The first project being planned under the joint development agreement (JDA) is a 200MW utility-scale solar photovoltaic (PV) plant in the west of Armenia that will use cutting-edge bifacial technology to produce electricity from both direct and reflected sunlight.
"As a global renewable energy leader active in more than 25 countries, and with a growing presence in Central Asia, Masdar has extensive experience in developing commercially successful projects in solar, wind, waste to energy and sustainable real estate," said Masdar CEO Mohamed Jameel Al Ramahi after signing the deal with Anif CEO David Papazian at a private ceremony held in Abu Dhabi.
The event was witnessed by Armenian President Armen Sarkissian, Suhail Al Mazrouei, the UAE Minister of Energy and Industry and Khaldoon Al Mubarak, Chief Executive Officer of Mubadala Investment Company.
"Armenia is a fast-growing economy with an increasingly open and supportive environment for inward investment. That is an important reason why we have been able to move forward in our partnership with Anif so swiftly," stated Al Ramahi.
"As today’s signing illustrates, we are eager to explore the many ways in which we can share this experience and expertise with our partners in Armenia, a country with considerable untapped potential for both solar and wind power," he added.
According to him, the ceremony follows the signing of an MoU in July between Masdar and Anif for the origination, development, construction, operation, and maintenance of renewable power plants, including fixed and floating solar PV and wind energy.
A full member of the Masdar City-headquartered International Renewable Energy Agency (Irena), since 2010, Armenia has pledged to generate more than a quarter of its domestic power needs from renewable sources and hopes to cap its carbon emissions at 633 million metric tonnes of CO2 equivalent between 2015 and 2050.
It has pledged to generate 30 percent of its electricity from renewable sources by 2025 and has the potential to integrate as much as 1,000MW of solar energy.
Today the country has around 2,800MW of installed power capacity, evenly distributed between nuclear, hydro and thermal generation from imported natural gas.
Armenia has small and mid-size solar PV plants already in operation, with a combined capacity of 50MW, another 250MW worth of solar projects licensed for construction, and a total of 700MW planned said, Papazian.
"Masdar and ANIF are making good on their promise to deliver industrial-scale renewable energy projects in Armenia," he stated.
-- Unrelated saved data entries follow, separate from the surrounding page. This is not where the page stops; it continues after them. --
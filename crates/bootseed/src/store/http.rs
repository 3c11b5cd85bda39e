use std::fs::File;
use std::io::{Read, Write};
use std::path::PathBuf;
use std::time::Duration;

use serde::Deserialize;
use sha2::{Digest, Sha256};

use crate::error::{Error, ErrorKind, Result};
use crate::package::{DownloadInfo, PackageInfo};
use crate::store::{PackageSource, ProgressMeter, SourceFactory, UserState};

fn default_timeout_secs() -> u64 {
    60
}

#[derive(Debug, Clone, Deserialize)]
#[serde(default)]
pub struct StoreConfig {
    pub url: String,
    // Name of an env var holding a bearer token; never the token itself.
    pub token_env: Option<String>,
    #[serde(default = "default_timeout_secs")]
    pub timeout_secs: u64,
}

impl Default for StoreConfig {
    fn default() -> Self {
        Self {
            url: String::new(),
            token_env: None,
            timeout_secs: default_timeout_secs(),
        }
    }
}

#[derive(Debug, Clone)]
pub struct HttpStoreFactory {
    cfg: StoreConfig,
}

impl HttpStoreFactory {
    pub fn new(cfg: StoreConfig) -> Self {
        Self { cfg }
    }
}

impl SourceFactory for HttpStoreFactory {
    fn open(&self, store_id: &str, architecture: &str) -> Result<Box<dyn PackageSource + '_>> {
        Ok(Box::new(HttpStore::new(&self.cfg, store_id, architecture)?))
    }
}

pub struct HttpStore {
    base_url: String,
    store_id: String,
    architecture: String,
    token: Option<String>,
    client: reqwest::blocking::Client,
}

impl HttpStore {
    pub fn new(cfg: &StoreConfig, store_id: &str, architecture: &str) -> Result<Self> {
        let base_url = cfg.url.trim().trim_end_matches('/').to_string();
        if base_url.is_empty() {
            return Err(Error::new(ErrorKind::Config, "store url is not configured"));
        }
        let token = cfg
            .token_env
            .as_deref()
            .map(str::trim)
            .filter(|k| !k.is_empty())
            .and_then(|k| std::env::var(k).ok())
            .map(|v| v.trim().to_string())
            .filter(|v| !v.is_empty());
        let client = reqwest::blocking::Client::builder()
            .timeout(Duration::from_secs(cfg.timeout_secs.max(1)))
            .user_agent(concat!("bootseed/", env!("CARGO_PKG_VERSION")))
            .build()
            .map_err(|e| Error::msg(format!("failed to build HTTP client: {e}")))?;
        Ok(Self {
            base_url,
            store_id: store_id.to_string(),
            architecture: architecture.to_string(),
            token,
            client,
        })
    }

    fn request(&self, url: &str, user: Option<&UserState>) -> reqwest::blocking::RequestBuilder {
        let mut req = self.client.get(url);
        if !self.store_id.is_empty() {
            req = req.header("Package-Store", self.store_id.as_str());
        }
        if !self.architecture.is_empty() {
            req = req.header("Package-Architecture", self.architecture.as_str());
        }
        let token = user
            .map(|u| u.token.as_str())
            .filter(|t| !t.is_empty())
            .or(self.token.as_deref());
        if let Some(t) = token {
            req = req.bearer_auth(t);
        }
        req
    }
}

impl PackageSource for HttpStore {
    fn resolve(
        &self,
        name: &str,
        channel: &str,
        devmode: bool,
        user: Option<&UserState>,
    ) -> Result<PackageInfo> {
        let mut url = format!(
            "{}/v1/packages/{}?channel={}",
            self.base_url,
            encode_component(name),
            encode_component(channel)
        );
        if !self.architecture.is_empty() {
            url.push_str(&format!(
                "&architecture={}",
                encode_component(&self.architecture)
            ));
        }
        if devmode {
            url.push_str("&confinement=devmode");
        }

        let res = self.request(&url, user).send().map_err(|e| {
            Error::new(ErrorKind::Download, format!("store query failed: {e}"))
        })?;
        if res.status() == reqwest::StatusCode::NOT_FOUND {
            return Err(Error::new(
                ErrorKind::NotFound,
                format!("no package '{name}' in channel '{channel}'"),
            ));
        }
        if !res.status().is_success() {
            return Err(Error::new(
                ErrorKind::Download,
                format!("store query failed with status {}", res.status()),
            ));
        }
        let mut info: PackageInfo = res.json().map_err(|e| {
            Error::new(ErrorKind::Decode, format!("invalid store response: {e}"))
        })?;
        info.check_name()
            .map_err(|e| e.context(format!("store response for '{name}'")))?;
        if info.download.as_ref().is_none_or(|d| d.url.trim().is_empty()) {
            return Err(Error::new(
                ErrorKind::NotFound,
                format!("store returned no download for '{name}'"),
            ));
        }
        if info.channel.is_empty() {
            info.channel = channel.to_string();
        }
        Ok(info)
    }

    fn download(
        &self,
        name: &str,
        download: &DownloadInfo,
        progress: &mut dyn ProgressMeter,
        user: Option<&UserState>,
    ) -> Result<PathBuf> {
        let dl_err = |msg: String| Error::new(ErrorKind::Download, msg);

        let mut res = self
            .request(&download.url, user)
            .send()
            .map_err(|e| dl_err(format!("HTTP download failed: {e}")))?;
        if !res.status().is_success() {
            return Err(dl_err(format!(
                "HTTP download failed with status {}",
                res.status()
            )));
        }

        // Removed on drop unless persisted below.
        let mut tmp = tempfile::Builder::new()
            .prefix(&format!("{name}-"))
            .suffix(".partial")
            .tempfile()
            .map_err(|e| dl_err(format!("cannot create temp file: {e}")))?;

        let total = res.content_length().unwrap_or(download.size);
        progress.start(name, total);
        let sum = copy_hashed(&mut res, tmp.as_file_mut(), progress)
            .map_err(|e| dl_err(format!("HTTP body read failed: {e}")))?;
        progress.finished();

        let want = download.sha256.trim();
        if !want.is_empty() && !want.eq_ignore_ascii_case(&sum) {
            return Err(dl_err(format!(
                "sha256 mismatch (expected {want}, got {sum})"
            )));
        }

        tmp.into_temp_path()
            .keep()
            .map_err(|e| dl_err(format!("cannot keep downloaded file: {e}")))
    }
}

fn copy_hashed(
    src: &mut dyn Read,
    dst: &mut File,
    progress: &mut dyn ProgressMeter,
) -> std::io::Result<String> {
    let mut hasher = Sha256::new();
    let mut buf = [0u8; 64 * 1024];
    let mut written = 0u64;
    loop {
        let n = src.read(&mut buf)?;
        if n == 0 {
            break;
        }
        hasher.update(&buf[..n]);
        dst.write_all(&buf[..n])?;
        written += n as u64;
        progress.set(written);
    }
    dst.flush()?;
    Ok(hex::encode(hasher.finalize()))
}

fn encode_component(raw: &str) -> String {
    let mut out = String::with_capacity(raw.len());
    for b in raw.bytes() {
        if b.is_ascii_alphanumeric() || matches!(b, b'-' | b'_' | b'.' | b'~') {
            out.push(b as char);
        } else {
            out.push_str(&format!("%{b:02X}"));
        }
    }
    out
}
"Our two teams have gelled as a single unit over the past few months, and I am happy to report that we have sent a highly competitive written proposal to the Government of Armenia which outlines the details of the 400MW of solar PV that we are jointly proposing," he noted.
Armenia receives an estimated 1,720 kilowatt-hours (kWh) of solar energy per sq m, compared with an average of 1,000kWh per sq m in Europe. Many of Armenia’s 200-plus rivers and lakes are also suitable for floating solar power projects, he added.